– Тут скопом виноваты. В том числе и ты среди подозреваемых ходить будешь. – умный Митрич говорил, что думал. – Предлагаю каждому написать объяснительную. Кто, когда и за кем… на завтрак пошёл. Когда и за кем вернулся. Потом сверим. И объяснительные в контору сдадим. Пусть следователи разбираются. Если до следствия дойдёт. Вещь всё-таки. Не найдётся, тебе платить придётся.
– Не-е. Не заставят. – обнадёжил Шкалик – они обязаны охрану обеспечить. Сейф выдать. Права у нас есть: экономистка в вузе учила. Заставить нельзя, но по собственному согласию – можно.
– Хм-м… Нельзя, но если сильно хочется, то можно? – съязвил вопросом Валера Елдышев.
– У Татаринцевой не выкрутишься – обречённо заявил Лёша. – Да и не в деньгах дело: кто всё же мог стибрить, а? Кому выгодно? Неужто завидки взяли? Но скоро всем выдадут такие считалки, не сомневаюсь…
– Не связан ли этот случай со вчерашней вознёй? – неожиданный вопрос Митрича выявил прямой намёк на Сашка Макарова.
В салоне замолчали. Кража калькулятора обнаружила новую реальность – вор среди своих. Поганое вызвала чувство.
– Виталий Константинович, а нам точно заплатят за халтуру-то?
– Тьфу! Побери тебя… Одно да потому. Что ты заладил? Сказано – получишь свои башли. Сработать ещё надо. То дождь, то другая канитель. Каротажка вчера в овраг скатилась: Гуран на ремонт просится. На водовозке не наездишься. И болтать меньше надо. Вынюхивают тут, наушники долбатые! – фырчал Синицын, напяливая лямки рюкзака.
Шкалик в разговоре почти не участвовал. Это подметил Митрич. Списывал на вчерашний инцидент.
Вахта развезла всех по точкам. День занимался по-летнему тёплый. Сбросили фуфайки. Даже Оператор работал с прохладцей. До обеда успели прогнать полдюжины профилей. Лёша Бо, оставив Танюшку Нарву на точке, ушёл с проверкой на буровую. Здесь его скоро сменит Шкалик. А девчонок надо контролировать, особенно Валю Фролову. Последние записи в её пикетажки вызвали смех, а потом оторопь: «…переслаивание алевролитов с прослойками микрозернистого мергеля. Слоистость косоволнистая, прерывистая, линзовидная». Во чешет, а… Надо смотреть в оба. Как не обидеть придирками?.. Больно вспыльчива эта… золотая молодёжь.

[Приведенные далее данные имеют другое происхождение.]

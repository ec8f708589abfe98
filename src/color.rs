use rand::Rng;

use crate::types::Rgb;

/// Scale applied to freshly generated pointer colors so splats tint the
/// field without saturating it.
pub const COLOR_DAMPING: f32 = 0.15;

/// Sector-based HSV to RGB conversion. `h` wraps, `s` and `v` are in [0, 1].
pub fn hsv_to_rgb(h: f32, s: f32, v: f32) -> Rgb {
    let scaled = h * 6.0;
    let sector = scaled.floor();
    let f = scaled - sector;
    let p = v * (1.0 - s);
    let q = v * (1.0 - f * s);
    let t = v * (1.0 - (1.0 - f) * s);

    match (sector as i64).rem_euclid(6) {
        0 => Rgb::new(v, t, p),
        1 => Rgb::new(q, v, p),
        2 => Rgb::new(p, v, t),
        3 => Rgb::new(p, q, v),
        4 => Rgb::new(t, p, v),
        _ => Rgb::new(v, p, q),
    }
}

/// Random fully saturated hue, damped by [`COLOR_DAMPING`].
pub fn generate_color<R: Rng + ?Sized>(rng: &mut R) -> Rgb {
    let hue: f32 = rng.gen();
    hsv_to_rgb(hue, 1.0, 1.0).scaled(COLOR_DAMPING)
}

#[cfg(test)]
mod tests {
    use rand::rngs::StdRng;
    use rand::SeedableRng;

    use super::*;

    #[test]
    fn sector_boundaries_select_expected_permutation() {
        // At each boundary f = 0, so t = v(1 - s) = p and q = v.
        let (v, s) = (0.8, 0.5);
        let p = v * (1.0 - s);
        let expected = [
            Rgb::new(v, p, p),
            Rgb::new(v, v, p),
            Rgb::new(p, v, p),
            Rgb::new(p, v, v),
            Rgb::new(p, p, v),
            Rgb::new(v, p, v),
        ];

        for (sector, want) in expected.iter().enumerate() {
            let got = hsv_to_rgb(sector as f32 / 6.0, s, v);
            assert!(
                (got.r - want.r).abs() < 1e-5
                    && (got.g - want.g).abs() < 1e-5
                    && (got.b - want.b).abs() < 1e-5,
                "sector {sector}: got {got:?}, want {want:?}"
            );
        }
    }

    #[test]
    fn mid_sector_uses_fractional_terms() {
        // h = 1/12 sits halfway through sector 0: (v, t, p) with f = 0.5
        let c = hsv_to_rgb(1.0 / 12.0, 1.0, 1.0);
        assert!((c.r - 1.0).abs() < 1e-5);
        assert!((c.g - 0.5).abs() < 1e-5);
        assert!(c.b.abs() < 1e-5);
    }

    #[test]
    fn generated_colors_are_damped() {
        let mut rng = StdRng::seed_from_u64(7);
        for _ in 0..64 {
            let c = generate_color(&mut rng);
            let max = c.r.max(c.g).max(c.b);
            assert!((max - COLOR_DAMPING).abs() < 1e-5, "{c:?}");
            assert!(c.r >= 0.0 && c.g >= 0.0 && c.b >= 0.0);
        }
    }
}
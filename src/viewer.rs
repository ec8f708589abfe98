//! Camera and slide navigation for the project artifact viewer. Model
//! loading and drawing belong to whatever implements [`OrbitControls`].

use glam::Vec3;

pub const START_POSITION: Vec3 = Vec3::new(-3.351_929, 0.142_208_72, -4.691_621);
pub const MIN_DISTANCE: f32 = 1.0;
pub const MAX_DISTANCE: f32 = 15.0;
const ZOOM_IN_FACTOR: f32 = 0.8;
const ZOOM_OUT_FACTOR: f32 = 1.2;

/// Orbit-style camera controls owned by the renderer.
pub trait OrbitControls {
    /// Restore the controls' saved target and orientation.
    fn reset(&mut self);
    fn set_position(&mut self, position: Vec3);
}

pub struct CameraRig<C> {
    controls: C,
    position: Vec3,
}

impl<C: OrbitControls> CameraRig<C> {
    pub fn new(mut controls: C) -> Self {
        controls.set_position(START_POSITION);
        Self {
            controls,
            position: START_POSITION,
        }
    }

    pub fn position(&self) -> Vec3 {
        self.position
    }

    pub fn distance(&self) -> f32 {
        self.position.length()
    }

    pub fn controls(&self) -> &C {
        &self.controls
    }

    pub fn reset(&mut self) {
        self.position = START_POSITION;
        self.controls.set_position(START_POSITION);
        self.controls.reset();
    }

    pub fn zoom_in(&mut self) {
        let distance = (self.distance() * ZOOM_IN_FACTOR).max(MIN_DISTANCE);
        self.set_distance(distance);
    }

    pub fn zoom_out(&mut self) {
        let distance = (self.distance() * ZOOM_OUT_FACTOR).min(MAX_DISTANCE);
        self.set_distance(distance);
    }

    fn set_distance(&mut self, distance: f32) {
        // a camera sitting on the origin has no direction to scale along
        let Some(direction) = self.position.try_normalize() else {
            return;
        };
        self.position = direction * distance;
        self.controls.set_position(self.position);
    }
}

/// Model slide first, then image slides; navigation wraps.
#[derive(Clone, Debug)]
pub struct SlideDeck {
    slides: Vec<String>,
    current: usize,
}

impl SlideDeck {
    pub fn new(model_path: impl Into<String>, image_paths: &[String]) -> Self {
        let mut slides = Vec::with_capacity(image_paths.len() + 1);
        slides.push(model_path.into());
        slides.extend(image_paths.iter().cloned());
        Self { slides, current: 0 }
    }

    pub fn len(&self) -> usize {
        self.slides.len()
    }

    pub fn is_empty(&self) -> bool {
        self.slides.is_empty()
    }

    pub fn current(&self) -> &str {
        &self.slides[self.current]
    }

    pub fn index(&self) -> usize {
        self.current
    }

    pub fn is_model_slide(&self) -> bool {
        self.current == 0
    }

    pub fn next(&mut self) {
        self.current = (self.current + 1) % self.slides.len();
    }

    pub fn prev(&mut self) {
        self.current = (self.current + self.slides.len() - 1) % self.slides.len();
    }
}

#[cfg(test)]
mod tests {
    use super::*;

    #[derive(Default)]
    struct RecordingControls {
        resets: usize,
        last_position: Option<Vec3>,
    }

    impl OrbitControls for RecordingControls {
        fn reset(&mut self) {
            self.resets += 1;
        }

        fn set_position(&mut self, position: Vec3) {
            self.last_position = Some(position);
        }
    }

    #[test]
    fn zoom_in_stops_at_min_distance() {
        let mut rig = CameraRig::new(RecordingControls::default());
        for _ in 0..50 {
            rig.zoom_in();
        }
        assert!((rig.distance() - MIN_DISTANCE).abs() < 1e-4);
        assert_eq!(rig.controls().last_position, Some(rig.position()));
    }

    #[test]
    fn zoom_out_stops_at_max_distance() {
        let mut rig = CameraRig::new(RecordingControls::default());
        for _ in 0..50 {
            rig.zoom_out();
        }
        assert!((rig.distance() - MAX_DISTANCE).abs() < 1e-3);
    }

    #[test]
    fn zoom_keeps_direction() {
        let mut rig = CameraRig::new(RecordingControls::default());
        rig.zoom_in();
        let direction = rig.position().normalize();
        assert!(direction.abs_diff_eq(START_POSITION.normalize(), 1e-5));
        assert!((rig.distance() - START_POSITION.length() * 0.8).abs() < 1e-4);
    }

    #[test]
    fn reset_restores_start_and_resets_controls() {
        let mut rig = CameraRig::new(RecordingControls::default());
        rig.zoom_out();
        rig.reset();

        assert_eq!(rig.position(), START_POSITION);
        assert_eq!(rig.controls().resets, 1);
        assert_eq!(rig.controls().last_position, Some(START_POSITION));
    }

    #[test]
    fn slides_wrap_both_ways() {
        let images = vec!["a.png".to_owned(), "b.png".to_owned()];
        let mut deck = SlideDeck::new("model.glb", &images);

        assert!(deck.is_model_slide());
        deck.prev();
        assert_eq!(deck.current(), "b.png");
        deck.next();
        assert_eq!(deck.current(), "model.glb");
        deck.next();
        deck.next();
        deck.next();
        assert_eq!(deck.index(), 0);
    }

    #[test]
    fn single_slide_deck_stays_put() {
        let mut deck = SlideDeck::new("model.glb", &[]);
        deck.next();
        deck.prev();
        assert_eq!(deck.len(), 1);
        assert!(deck.is_model_slide());
    }
}
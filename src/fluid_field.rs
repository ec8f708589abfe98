use std::ops::{Add, Mul};

use glam::{Vec2, Vec3};

use crate::grid::Grid;
use crate::pointer::Splat;
use crate::types::SimulationConfig;

/// Dissipation factors are per frame at this rate.
const REFERENCE_FRAME_RATE: f32 = 60.0;
/// Splat weights below `exp(-SPLAT_CUTOFF)` are skipped.
const SPLAT_CUTOFF: f32 = 9.21;
const VELOCITY_LIMIT: f32 = 1000.0;

/// Stable-fluids velocity field on a coarse grid carrying a finer dye field.
///
/// Velocity is stored in simulation texels per second; the dye grid covers
/// the same texture space at its own resolution.
pub struct FluidField {
    velocity: Grid<Vec2>,
    next_velocity: Grid<Vec2>,
    curl: Grid<f32>,
    divergence: Grid<f32>,
    pressure: Grid<f32>,
    next_pressure: Grid<f32>,
    dye: Grid<Vec3>,
    next_dye: Grid<Vec3>,
    aspect_ratio: f32,
    time: f32,
}

impl FluidField {
    pub fn new(sim: [usize; 2], dye: [usize; 2], aspect_ratio: f32) -> Self {
        let [sw, sh] = sim;
        let [dw, dh] = dye;
        Self {
            velocity: Grid::new(sw, sh, Vec2::ZERO),
            next_velocity: Grid::new(sw, sh, Vec2::ZERO),
            curl: Grid::new(sw, sh, 0.0),
            divergence: Grid::new(sw, sh, 0.0),
            pressure: Grid::new(sw, sh, 0.0),
            next_pressure: Grid::new(sw, sh, 0.0),
            dye: Grid::new(dw, dh, Vec3::ZERO),
            next_dye: Grid::new(dw, dh, Vec3::ZERO),
            aspect_ratio,
            time: 0.0,
        }
    }

    pub fn sim_dimensions(&self) -> [usize; 2] {
        self.velocity.dimensions()
    }

    pub fn dye_dimensions(&self) -> [usize; 2] {
        self.dye.dimensions()
    }

    pub fn velocity(&self) -> &Grid<Vec2> {
        &self.velocity
    }

    pub fn dye(&self) -> &Grid<Vec3> {
        &self.dye
    }

    pub fn time(&self) -> f32 {
        self.time
    }

    /// Sum of all dye channels, a rough measure of how much color is left.
    pub fn total_dye(&self) -> f32 {
        self.dye.cells().iter().map(|c| c.x + c.y + c.z).sum()
    }

    /// Mean absolute divergence of the current velocity field.
    pub fn mean_divergence(&self) -> f32 {
        let [w, h] = self.velocity.dimensions();
        let mut total = 0.0;
        for y in 0..h {
            for x in 0..w {
                total += divergence_at(&self.velocity, x, y).abs();
            }
        }
        total / (w * h) as f32
    }

    /// Rebuilds the grids at new resolutions, resampling velocity and dye.
    pub fn resize(&mut self, sim: [usize; 2], dye: [usize; 2], aspect_ratio: f32) {
        let [sw, sh] = sim;
        let [dw, dh] = dye;
        self.aspect_ratio = aspect_ratio;

        if self.velocity.dimensions() != sim {
            self.velocity = self.velocity.resampled(sw, sh);
            self.next_velocity = Grid::new(sw, sh, Vec2::ZERO);
            self.curl = Grid::new(sw, sh, 0.0);
            self.divergence = Grid::new(sw, sh, 0.0);
            self.pressure = Grid::new(sw, sh, 0.0);
            self.next_pressure = Grid::new(sw, sh, 0.0);
        }

        if self.dye.dimensions() != dye {
            self.dye = self.dye.resampled(dw, dh);
            self.next_dye = Grid::new(dw, dh, Vec3::ZERO);
        }
    }

    pub fn splat(&mut self, splat: &Splat) {
        if !(splat.radius > 0.0) {
            return;
        }
        deposit(&mut self.velocity, splat, self.aspect_ratio, splat.force);
        deposit(&mut self.dye, splat, self.aspect_ratio, splat.color.to_vec3());
    }

    pub fn step(&mut self, config: &SimulationConfig, dt: f32) {
        self.compute_curl();
        self.apply_vorticity(config.curl, dt);
        self.compute_divergence();
        self.project(config.pressure, config.pressure_iterations);
        self.advect_velocity(dt, config.velocity_dissipation);
        self.advect_dye(dt, config.density_dissipation);
        self.time += dt;
    }

    fn compute_curl(&mut self) {
        let velocity = &self.velocity;
        self.curl.par_fill(|x, y| {
            let (x, y) = (x as isize, y as isize);
            let left = velocity.get_clamped(x - 1, y).y;
            let right = velocity.get_clamped(x + 1, y).y;
            let top = velocity.get_clamped(x, y + 1).x;
            let bottom = velocity.get_clamped(x, y - 1).x;
            0.5 * (right - left - top + bottom)
        });
    }

    fn apply_vorticity(&mut self, strength: f32, dt: f32) {
        if strength == 0.0 {
            return;
        }
        let curl = &self.curl;
        let velocity = &self.velocity;
        self.next_velocity.par_fill(|x, y| {
            let (xi, yi) = (x as isize, y as isize);
            let left = curl.get_clamped(xi - 1, yi).abs();
            let right = curl.get_clamped(xi + 1, yi).abs();
            let top = curl.get_clamped(xi, yi + 1).abs();
            let bottom = curl.get_clamped(xi, yi - 1).abs();
            let centre = curl.get(x, y);

            let mut force = 0.5 * Vec2::new(top - bottom, right - left);
            force /= force.length() + 1.0e-4;
            force *= strength * centre;
            force.y = -force.y;

            (velocity.get(x, y) + force * dt).clamp(
                Vec2::splat(-VELOCITY_LIMIT),
                Vec2::splat(VELOCITY_LIMIT),
            )
        });
        std::mem::swap(&mut self.velocity, &mut self.next_velocity);
    }

    fn compute_divergence(&mut self) {
        let velocity = &self.velocity;
        self.divergence.par_fill(|x, y| divergence_at(velocity, x, y));
    }

    /// Pressure solve by Jacobi relaxation, then removes the pressure
    /// gradient from the velocity.
    fn project(&mut self, retention: f32, iterations: u32) {
        for p in self.pressure.cells_mut() {
            *p *= retention;
        }

        for _ in 0..iterations {
            let pressure = &self.pressure;
            let divergence = &self.divergence;
            self.next_pressure.par_fill(|x, y| {
                let (xi, yi) = (x as isize, y as isize);
                let sum = pressure.get_clamped(xi - 1, yi)
                    + pressure.get_clamped(xi + 1, yi)
                    + pressure.get_clamped(xi, yi - 1)
                    + pressure.get_clamped(xi, yi + 1);
                (sum - divergence.get(x, y)) * 0.25
            });
            std::mem::swap(&mut self.pressure, &mut self.next_pressure);
        }

        let pressure = &self.pressure;
        let velocity = &self.velocity;
        self.next_velocity.par_fill(|x, y| {
            let (xi, yi) = (x as isize, y as isize);
            let gradient = 0.5
                * Vec2::new(
                    pressure.get_clamped(xi + 1, yi) - pressure.get_clamped(xi - 1, yi),
                    pressure.get_clamped(xi, yi + 1) - pressure.get_clamped(xi, yi - 1),
                );
            velocity.get(x, y) - gradient
        });
        std::mem::swap(&mut self.velocity, &mut self.next_velocity);
    }

    fn advect_velocity(&mut self, dt: f32, dissipation: f32) {
        let decay = frame_decay(dissipation, dt);
        let velocity = &self.velocity;
        let texel = velocity.texel_size();
        self.next_velocity.par_fill(|x, y| {
            let coord = velocity.uv(x, y) - dt * velocity.get(x, y) * texel;
            velocity.sample(coord) * decay
        });
        std::mem::swap(&mut self.velocity, &mut self.next_velocity);
    }

    fn advect_dye(&mut self, dt: f32, dissipation: f32) {
        let decay = frame_decay(dissipation, dt);
        let velocity = &self.velocity;
        let texel = velocity.texel_size();
        let dye = &self.dye;
        self.next_dye.par_fill(|x, y| {
            let uv = dye.uv(x, y);
            let coord = uv - dt * velocity.sample(uv) * texel;
            dye.sample(coord) * decay
        });
        std::mem::swap(&mut self.dye, &mut self.next_dye);
    }
}

/// Multiplier for `dt` seconds of a per-frame dissipation factor.
fn frame_decay(dissipation: f32, dt: f32) -> f32 {
    dissipation.powf(dt * REFERENCE_FRAME_RATE)
}

/// Central-difference divergence; walls reflect the normal component.
fn divergence_at(velocity: &Grid<Vec2>, x: usize, y: usize) -> f32 {
    let [w, h] = velocity.dimensions();
    let centre = velocity.get(x, y);
    let (xi, yi) = (x as isize, y as isize);

    let left = if x == 0 {
        -centre.x
    } else {
        velocity.get_clamped(xi - 1, yi).x
    };
    let right = if x + 1 == w {
        -centre.x
    } else {
        velocity.get_clamped(xi + 1, yi).x
    };
    let bottom = if y == 0 {
        -centre.y
    } else {
        velocity.get_clamped(xi, yi - 1).y
    };
    let top = if y + 1 == h {
        -centre.y
    } else {
        velocity.get_clamped(xi, yi + 1).y
    };

    0.5 * (right - left + top - bottom)
}

/// Adds a gaussian blob of `value` around the splat position.
fn deposit<T>(grid: &mut Grid<T>, splat: &Splat, aspect_ratio: f32, value: T)
where
    T: Copy + Add<Output = T> + Mul<f32, Output = T>,
{
    let [w, h] = grid.dimensions();
    let reach = (splat.radius * SPLAT_CUTOFF).sqrt();
    let reach_x = reach / aspect_ratio;

    let span = |centre: f32, reach: f32, cells: usize| {
        let lo = ((centre - reach) * cells as f32).floor().max(0.0) as usize;
        let hi = ((centre + reach) * cells as f32).ceil().clamp(0.0, cells as f32) as usize;
        lo..hi
    };

    for y in span(splat.position.y, reach, h) {
        for x in span(splat.position.x, reach_x, w) {
            let mut p = grid.uv(x, y) - splat.position;
            p.x *= aspect_ratio;
            let weight = (-p.length_squared() / splat.radius).exp();
            let idx = grid.idx(x, y);
            let cell = &mut grid.cells_mut()[idx];
            *cell = *cell + value * weight;
        }
    }
}

#[cfg(test)]
mod tests {
    use super::*;
    use crate::types::Rgb;

    fn small_field() -> FluidField {
        FluidField::new([32, 32], [64, 64], 1.0)
    }

    fn centre_splat(force: Vec2) -> Splat {
        Splat {
            position: Vec2::splat(0.5),
            force,
            color: Rgb::new(0.15, 0.0, 0.0),
            radius: 0.0025,
        }
    }

    #[test]
    fn empty_field_stays_empty() {
        let mut field = small_field();
        let config = SimulationConfig::default();
        for _ in 0..5 {
            field.step(&config, 1.0 / 60.0);
        }
        assert_eq!(field.total_dye(), 0.0);
        assert!(field.velocity().cells().iter().all(|v| *v == Vec2::ZERO));
    }

    #[test]
    fn splat_deposits_dye_at_its_position() {
        let mut field = small_field();
        field.splat(&centre_splat(Vec2::ZERO));

        let dye = field.dye();
        let centre = dye.sample(Vec2::splat(0.5));
        let corner = dye.get(0, 0);
        assert!(centre.x > 0.1, "centre dye {centre:?}");
        assert_eq!(corner, Vec3::ZERO);
    }

    #[test]
    fn zero_radius_splat_is_ignored() {
        let mut field = small_field();
        let mut splat = centre_splat(Vec2::new(50.0, 0.0));
        splat.radius = 0.0;
        field.splat(&splat);
        assert_eq!(field.total_dye(), 0.0);
    }

    #[test]
    fn dye_dissipates_over_time() {
        let mut field = small_field();
        let config = SimulationConfig::default();
        field.splat(&centre_splat(Vec2::ZERO));
        let before = field.total_dye();

        for _ in 0..30 {
            field.step(&config, 1.0 / 60.0);
        }

        let after = field.total_dye();
        assert!(after < before * 0.6, "before {before}, after {after}");
        assert!(after > 0.0);
    }

    #[test]
    fn projection_reduces_divergence() {
        let mut field = small_field();
        let mut splat = centre_splat(Vec2::new(60.0, 0.0));
        splat.radius = 0.01;
        field.splat(&splat);
        let before = field.mean_divergence();

        field.compute_divergence();
        field.project(0.0, 40);

        let after = field.mean_divergence();
        assert!(after < before * 0.5, "before {before}, after {after}");
    }

    #[test]
    fn splat_force_moves_dye_downstream() {
        let mut field = small_field();
        let config = SimulationConfig {
            curl: 0.0,
            ..SimulationConfig::default()
        };
        field.splat(&centre_splat(Vec2::new(120.0, 0.0)));

        for _ in 0..10 {
            field.step(&config, 1.0 / 60.0);
        }

        let dye = field.dye();
        let upstream = dye.sample(Vec2::new(0.4, 0.5)).x;
        let downstream = dye.sample(Vec2::new(0.6, 0.5)).x;
        assert!(downstream > upstream, "up {upstream}, down {downstream}");
    }

    #[test]
    fn resize_keeps_dye() {
        let mut field = small_field();
        field.splat(&centre_splat(Vec2::ZERO));
        field.resize([16, 16], [48, 48], 1.0);

        assert_eq!(field.dye_dimensions(), [48, 48]);
        assert!(field.dye().sample(Vec2::splat(0.5)).x > 0.05);
    }

    #[test]
    fn frame_decay_matches_factor_at_reference_rate() {
        assert!((frame_decay(0.97, 1.0 / 60.0) - 0.97).abs() < 1e-5);
    }
}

Валя, после «введения в легенду», особенно близко к сердцу принимает все его поправки и замечания. Попутал же чёрт.
Шкалик не пришёл на точку к Танюшке. У «топографини» случился полудневный простой. Напрасно вглядывалась в горизонт, воображаемый облик не материализовался. Ни на вахтовке, ни пешком никто не явился. Занималась неувязками. Но работа на ум не шла: куда он, запавший под сердце, запропастился? Танюшка прилегла у теодолита и, не сдерживаясь более, пустила слезу. «Любимый… милый… ласковый…» – выговаривала она шепотом, вытирая ладошкой щеки. – Убью, как увижу… ненавижу, ненавижу…».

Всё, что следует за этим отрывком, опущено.